49.As part of its December 2014 flooding investment plan, the Government said the future £2.3 billion capital investment (for building new flood defences) was contingent on attracting £600 million external contributions. Oliver Letwin described how they had introduced this approach to help reduce the cost of flood protection schemes:
Before the partnership funding system was in place, it was a sort of free ride in those days. If you had your money, you had 100% of the money put up, so there was no incentive to sharpen your pencil and reduce the cost, so far as possible, of the scheme in question. Now, because you are not going to get 100% and you have to come up with some partnership funding of your own, you have a quite strong incentive to work with the Environment Agency to come up with a cheaper scheme that will deliver the results and to balance in an optimal way cost and benefit.54
50.Sir James Bevan from the Environment Agency told us that the money that he had received from the Government and from partnership funding meant that they were “on track” for the money needed to complete their five year programme.55 Rory Stewart updated us on how much money had been raised to date and how much was left outstanding:
[ … ] we have about £230 million securely tied down [for partnership funding]. The Environment Agency is pretty confident about an additional £200 million or more, probably about £250 million. [ … ] That leaves a remaining something in the region of £100 million that we need to pin down over the next five-year period.56
He was confident that the additional partnership funding could be raised but the Minister said that projects were only possible if “somebody is able to top it up” and that this was justified in order to be “fair to all parts of the country”. The Minister suggested that cancelling projects because of a lack of partnership funding was a “worst-case scenario” and that he was “pretty confident” it could all be delivered.57
51.Ministers and the Environment Agency described the types of organisations that would make up the additional funds.
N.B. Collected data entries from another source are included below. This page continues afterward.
//! Raw unit commands: "these units, use this ability, on that target".
//!
//! A [`UnitCommand`] is constructed either by decoding a wire
//! `ActionRawUnitCommand` or through a staged builder:
//!
//! ```text
//! SelectUnits ──for_units──→ ChooseAbility ──use_ability──→ ConfigureCommand ──build──→ UnitCommand
//!                                                            │  target_*, queued
//!                                                            └──(repeatable, last call wins)
//! ```
//!
//! Each stage is its own type, so `build` does not exist until an ability
//! has been chosen:
//!
//! ```compile_fail
//! use s2bridge::{Tag, UnitCommand};
//!
//! let command = UnitCommand::builder().for_units([Tag(1)]).build();
//! ```

use s2bridge_mapping::{
    MappingError, OneOf, Set, collection, probe, probe_required, resolve, validate, variant,
};
use s2bridge_wire as wire;

use crate::{Ability, Catalog, Point2d, Tag, WireCodec};

/// What a command is aimed at.
#[derive(Debug, Clone, Copy, PartialEq, Default)]
pub enum Target {
    /// No target (e.g. stop, hold position, self-cast).
    #[default]
    None,
    /// Another unit.
    Unit(Tag),
    /// A point on the map.
    Position(Point2d),
}

impl Target {
    fn from_alternatives(resolved: Option<OneOf<Tag, Point2d>>) -> Self {
        match resolved {
            None => Self::None,
            Some(OneOf::First(tag)) => Self::Unit(tag),
            Some(OneOf::Second(position)) => Self::Position(position),
        }
    }

    fn alternatives(self) -> Option<OneOf<Tag, Point2d>> {
        match self {
            Self::None => None,
            Self::Unit(tag) => Some(OneOf::First(tag)),
            Self::Position(position) => Some(OneOf::Second(position)),
        }
    }

    pub fn unit(&self) -> Option<Tag> {
        match self {
            Self::Unit(tag) => Some(*tag),
            _ => None,
        }
    }

    pub fn position(&self) -> Option<Point2d> {
        match self {
            Self::Position(position) => Some(*position),
            _ => None,
        }
    }
}

/// A validated unit command.
///
/// Always has an ability and at least one acting unit. The unit set is
/// deduplicated and carries no order. The ability id fits the wire's `int32`.
#[derive(Debug, Clone, PartialEq)]
pub struct UnitCommand {
    ability: Ability,
    ability_id: i32,
    target: Target,
    unit_tags: Set<Tag>,
    queued: Option<bool>,
}

impl UnitCommand {
    /// Starts a staged builder.
    pub fn builder() -> SelectUnits {
        SelectUnits {
            draft: Draft::default(),
        }
    }

    pub fn ability(&self) -> &Ability {
        &self.ability
    }

    pub fn target(&self) -> Target {
        self.target
    }

    pub fn unit_tags(&self) -> &Set<Tag> {
        &self.unit_tags
    }

    /// Whether the command is appended to the units' order queue.
    /// An unset flag means "not queued".
    pub fn is_queued(&self) -> bool {
        self.queued.unwrap_or(false)
    }
}

impl WireCodec for UnitCommand {
    type Wire = wire::ActionRawUnitCommand;
    const ENTITY: &'static str = "unit command";

    fn decode<C: Catalog + ?Sized>(msg: &Self::Wire, catalog: &C) -> Result<Self, MappingError> {
        type W = wire::ActionRawUnitCommand;

        let ability_id = probe_required(msg, "ability id", W::has_ability_id, W::ability_id)?;
        let ability = resolve::<Ability, _>(catalog, "ability", ability_id.into())?;

        let target = variant::resolve_optional(
            "target",
            probe(msg, W::has_target_unit_tag, W::target_unit_tag),
            probe(msg, W::has_target_world_space_pos, W::target_world_space_pos),
        )?
        .map(|resolved| {
            resolved.try_map(|tag| Ok(Tag(tag)), |pos| Point2d::decode(pos, catalog))
        })
        .transpose()?;

        let unit_tags: Set<Tag> =
            collection::decode_repeated(&msg.unit_tags, |&tag| Ok(Tag(tag)))?;

        Draft {
            ability: Some(ability),
            target: Target::from_alternatives(target),
            unit_tags,
            queued: probe(msg, W::has_queue_command, W::queue_command),
        }
        .finish()
    }

    fn encode(&self) -> Self::Wire {
        let (unit, position) = variant::split(self.target.alternatives());
        wire::ActionRawUnitCommand {
            ability_id: Some(self.ability_id),
            target_world_space_pos: position.map(|p| p.encode()),
            target_unit_tag: unit.map(|tag| tag.0),
            unit_tags: collection::encode_repeated(&self.unit_tags, |tag| tag.0),
            queue_command: self.queued,
        }
    }
}

// ---------------------------------------------------------------------------
// Staged builder
// ---------------------------------------------------------------------------

/// Accumulated builder state. Every stage wraps one of these, and decode
/// goes through [`Draft::finish`] too.
#[derive(Debug, Default)]
struct Draft {
    ability: Option<Ability>,
    target: Target,
    unit_tags: Set<Tag>,
    queued: Option<bool>,
}

impl Draft {
    fn finish(self) -> Result<UnitCommand, MappingError> {
        let ability = validate::require_present("ability id", self.ability)?;
        let ability_id =
            i32::try_from(ability.id()).map_err(|_| MappingError::InvalidRange {
                name: "ability id",
                value: ability.id().into(),
            })?;
        validate::require_non_empty("unit tag list", &self.unit_tags)?;
        Ok(UnitCommand {
            ability,
            ability_id,
            target: self.target,
            unit_tags: self.unit_tags,
            queued: self.queued,
        })
    }
}

/// First stage: pick the acting units.
#[derive(Debug)]
#[must_use]
pub struct SelectUnits {
    draft: Draft,
}

impl SelectUnits {
    /// Adds the acting units. Duplicates collapse.
    pub fn for_units(mut self, tags: impl IntoIterator<Item = Tag>) -> ChooseAbility {
        self.draft.unit_tags.extend(tags);
        ChooseAbility { draft: self.draft }
    }
}

/// Second stage: pick the ability.
#[derive(Debug)]
#[must_use]
pub struct ChooseAbility {
    draft: Draft,
}

impl ChooseAbility {
    pub fn use_ability(mut self, ability: Ability) -> ConfigureCommand {
        self.draft.ability = Some(ability);
        ConfigureCommand { draft: self.draft }
    }
}

/// Final stage: optional target and queue flag, then [`build`](Self::build).
///
/// Setters here may be called repeatedly; the last call wins.
#[derive(Debug)]
#[must_use]
pub struct ConfigureCommand {
    draft: Draft,
}

impl ConfigureCommand {
    pub fn target(mut self, target: Target) -> Self {
        self.draft.target = target;
        self
    }

    pub fn target_unit(self, tag: Tag) -> Self {
        self.target(Target::Unit(tag))
    }

    pub fn target_position(self, position: Point2d) -> Self {
        self.target(Target::Position(position))
    }

    /// Appends the command to the units' order queue.
    pub fn queued(mut self) -> Self {
        self.draft.queued = Some(true);
        self
    }

    /// Validates and produces the command.
    ///
    /// # Errors
    /// [`MappingError::InvalidRange`] if the ability id does not fit the
    /// wire's `int32`, [`MappingError::EmptyRequiredCollection`] if no units
    /// were given.
    pub fn build(self) -> Result<UnitCommand, MappingError> {
        self.draft.finish().inspect_err(|e| {
            tracing::debug!(entity = UnitCommand::ENTITY, error = %e, "builder rejected");
        })
    }
}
A large part comes from other public sector bodies such as county councils and city councils. Sir James recognised however that many of these councils have “budgetary challenges” and so he was keen to “draw the net more widely”. Both he and the Minister seem to be particularly interested in growing contributions from the private sector such as water companies. In follow-up correspondence, however, the Environment Agency told us that they estimated only 15% of funding would come from private sources. It may be optimistic to assume that the private sector will be able to contribute significantly to the amount of partnership funding required.58
52.The Environment Agency also gave some examples relating to coastal flood protection which was part funded by EU money but it was not clear whether this qualified as partnership funding. Environment Agency also reported that it had worked with local authorities and third sector partners who had secured lottery funding to ‘achieve economies and deliver heritage, environmental and socio-economic benefits that are additional and complementary to reducing flood risk.’ This distinction was made because ‘Flood and coastal erosion risk management (FCERM) and the delivery of reduced flood risk outcomes are not eligible for lottery funding’ and as such ‘where lottery funding is secured but used to deliver additional benefits beyond FCERM, it is not reported FCERM Partnership Funding.’59
53.The Worsfold review made a specific recommendation on partnership funding. It said that:
Partnership funding delivers benefits to the overall FCERM programme. Defra and the Environment Agency should improve the process and procedures in delivering investment funded by partnerships. The primary aim of this should be to:
54.Rory Stewart said the Government had addressed this recommendation by developing “serious” partnership funding teams which had more expertise and who were better at structuring complex deals.61 The Minister then broadened the topic and linked this issue back to the £700 million which would be allocated politically instead of using economic criteria and appeared to dismiss Mr Worsfold’s findings.62 The Minister explained that economic criteria were not necessarily the best way of dealing with flooding issues:
These are things that cannot necessarily be squeezed into a particular cost benefit formula, but which are the kinds of judgments that you have to make and that gets into the partnership funding. I think perhaps the one way in which my gut instinct is, we have to be honest about the fact that not everything that you do can be reduced to the kinds of engineering criteria of somebody like Mr Worsfold, who is working within the private sector water companies on the basis of cost benefit calculations, often on the basis of value for their shareholders. That isn’t necessarily always how Government will do its business or ought to do its business.63
55.The Government has made good progress in raising partnership funds to support overall funding for flood protection. However, 85% of this funding is still expected to come from the public sector, which is subject to significant resource constraints, and only 15% from the private sector. Partnership funding represents a risky approach to funding flood protection. It increases uncertainty for local communities about whether they will be protected from future floods. If the Government or the Environment Agency fails to attract additional funds, important flood protection schemes will not get the go-ahead. The Government must set out how it intends to support these flood protection schemes if additional partnership funding cannot be raised.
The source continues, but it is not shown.